Момент истины наступал почти неизбежно, но облегчения не приносил. Падала с таким усилием поддерживаемая завеса внешних приличий и доверия. Люди, с огромным трудом подобранные и соответствующим образом оплаченные, которые должны были быть гарантией нашей безопасности и успеха, опорой и путем отступления, становились непредсказуемыми ключниками наших судеб. Мы теряли над ними контроль и становились их заложниками. Мы зависели теперь только от их каприза, желания или нежелания, порядочности или нечестности, жадности, неожиданного отказа. Нельзя было им верить. Но нельзя было и не верить им.
Требуя изменений условий нашего договора, Мансур действовал, как опытный охотник. До сих пор он образцово исполнял все договоренности. Я получал все, что хотел. Значит, мог рассчитывать и на большее. Война все больше брала в тиски чеченскую столицу, запирая в ней всех, с кем я хотел встретиться и говорить. Им некуда было бежать от меня.
Мне же нужно было только время и помощь Мансура. Он это понимал, и, наверное, считал отличной наживкой.
Он понимал, что мне известно: отказываясь от нашей договоренности, он мог считать меня товаром, который можно выгодно сбыть кому-нибудь из действующих на Кавказе торговцев невольниками. Как-то, вроде в шутку, сказал, что за вычетом себестоимости и отката для разных посредников, на этом деле можно заработать чистых несколько десятков или даже сотен тысяч долларов.
Чеченцы испокон веков славились нападениями на дорогах и похищением людей ради выкупа. Загнанные агрессорами в суровые горные ущелья, лишенные плодородных полей и пастбищ, как афганские пуштуны, они грабили немногочисленные, пробирающиеся через кавказские горы купеческие караваны и неосторожных путешественников. Охотно совершали набеги в степи над Тереком и Сунжей, чтоб под покровом ночи грабить селения казаков, брать заложников.
Ян Потоцкий, который двести лет тому назад путешествовал по Кавказу и афганским степям, написал в своем походном дневнике: «На днях я видел чеченскую княжну, которую судьба забросила в Афганистан. Она недурна и по-своему образована. Однако не может избавиться от предрассудков собственного племени. Считает, что страна, где никто не грабит на больших дорогах, монотонна и скучна, а украденный платок доставляет ей большую радость, чем купленное ожерелье из жемчуга. Говорит, что князья из ее рода испокон веков грабили путешественников на дорогах, и что она ни за что бы не хотела, чтобы родственники и друзья узнали, что она вышла замуж за мужчину, который не живет разбоем». О кавказских пленниках и зловредных чеченцах, прячущихся в прибрежных камышах, писали Александр Пушкин и Лев Толстой.

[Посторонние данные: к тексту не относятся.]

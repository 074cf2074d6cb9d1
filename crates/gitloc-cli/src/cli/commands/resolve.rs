//! `gitloc resolve <locator>` – find the repository and print path information.

use anyhow::{Context, Result};
use gitloc_core::config::GitlocConfig;
use gitloc_core::repository::{FsRepository, FsRepositoryLocator};
use gitloc_core::PathInformation;

pub async fn run_resolve(
    cfg: &GitlocConfig,
    locator: String,
    scheme: String,
    json: bool,
) -> Result<()> {
    let repo_locator = FsRepositoryLocator::from_config(cfg);
    // Discovery walks the filesystem; keep it off the runtime threads.
    let info = tokio::task::spawn_blocking(move || {
        PathInformation::from_locator(&locator, &scheme, &repo_locator)
    })
    .await
    .context("resolver task failed")??;

    if json {
        println!("{}", serde_json::to_string_pretty(&info)?);
    } else {
        print!("{}", format_info(&info));
    }
    Ok(())
}

pub(crate) fn format_info(info: &PathInformation<FsRepository>) -> String {
    let mut out = format!(
        "{:<12} {}\n{:<12} {}\n{:<12} {}\n{:<12} {}\n{:<12} {}\n",
        "URL",
        info.url(),
        "REPOSITORY",
        info.repository_path().display(),
        "FULL PATH",
        info.full_path(),
        "LOCAL PATH",
        info.local_path(),
        "REF",
        info.reference(),
    );
    for (name, value) in info.arguments().iter() {
        out.push_str(&format!("{:<12} {}={}\n", "ARGUMENT", name, value));
    }
    out
}
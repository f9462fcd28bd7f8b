pub mod client;
pub mod models;
pub mod pages;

Людей похищали ради выкупа, но и для работы, во временное рабство. Когда пленник уже отрабатывал свою определенную стоимость, ему не только возвращали свободу, но и позволяли, если он хотел, поселяться и жить среди своих преследователей, пользоваться такими же правами, как они, включая право основания собственного рода. Кавказская легенда гласит, что именно некий освобожденный из неволи аварец, которому позволили поселиться под Ведено на хуторе, основанном дезертирами из российской армии, положил начало роду Шамиля Басаева. Даже покоренные россиянами, чеченцы нападали на поезда, идущие через их страну в Баку, Астрахань и Махачкалу.
В разрушенной, искореженной прошлой войной Чечне, похищение людей ради выкупа стало единственным, наряду с контрабандой нефти и оружия, доходным предприятием.
Наибольшим спросом пользовались иностранцы, которые сулили надежду на самый высокий выкуп. Чаще всего похищали журналистов и сотрудников международных гуманитарных организаций, прибывающих на Кавказ помочь чеченцам залечивать военные раны и восстанавливать страну из руин. За каждого иностранца неизменно требовали от одного до трех миллионов долларов. Но похищали не только ради денег. За освобождение заложников часто требовали освобождения из тюрем своих коллег, чинов и продвижения по службе для своих приятелей, гарантий безопасности и неприкосновенности для себя. Еще во время войны заложники стали обменной валютой. Брали заложников все — и чеченцы, и россияне, чтобы выменять на своих, на оружие, на деньги, бензин, еду или водку.
Однако пышным цветом эта деятельность расцвела уже после войны.
Во время одной из моих следующих поездок на Кавказ я познакомился со скрывавшимся по деревням Мохаммедом Мохаммедовым, заместителем генерального прокурора, которому Масхадов поручил вести борьбу с торговцами живым товаром.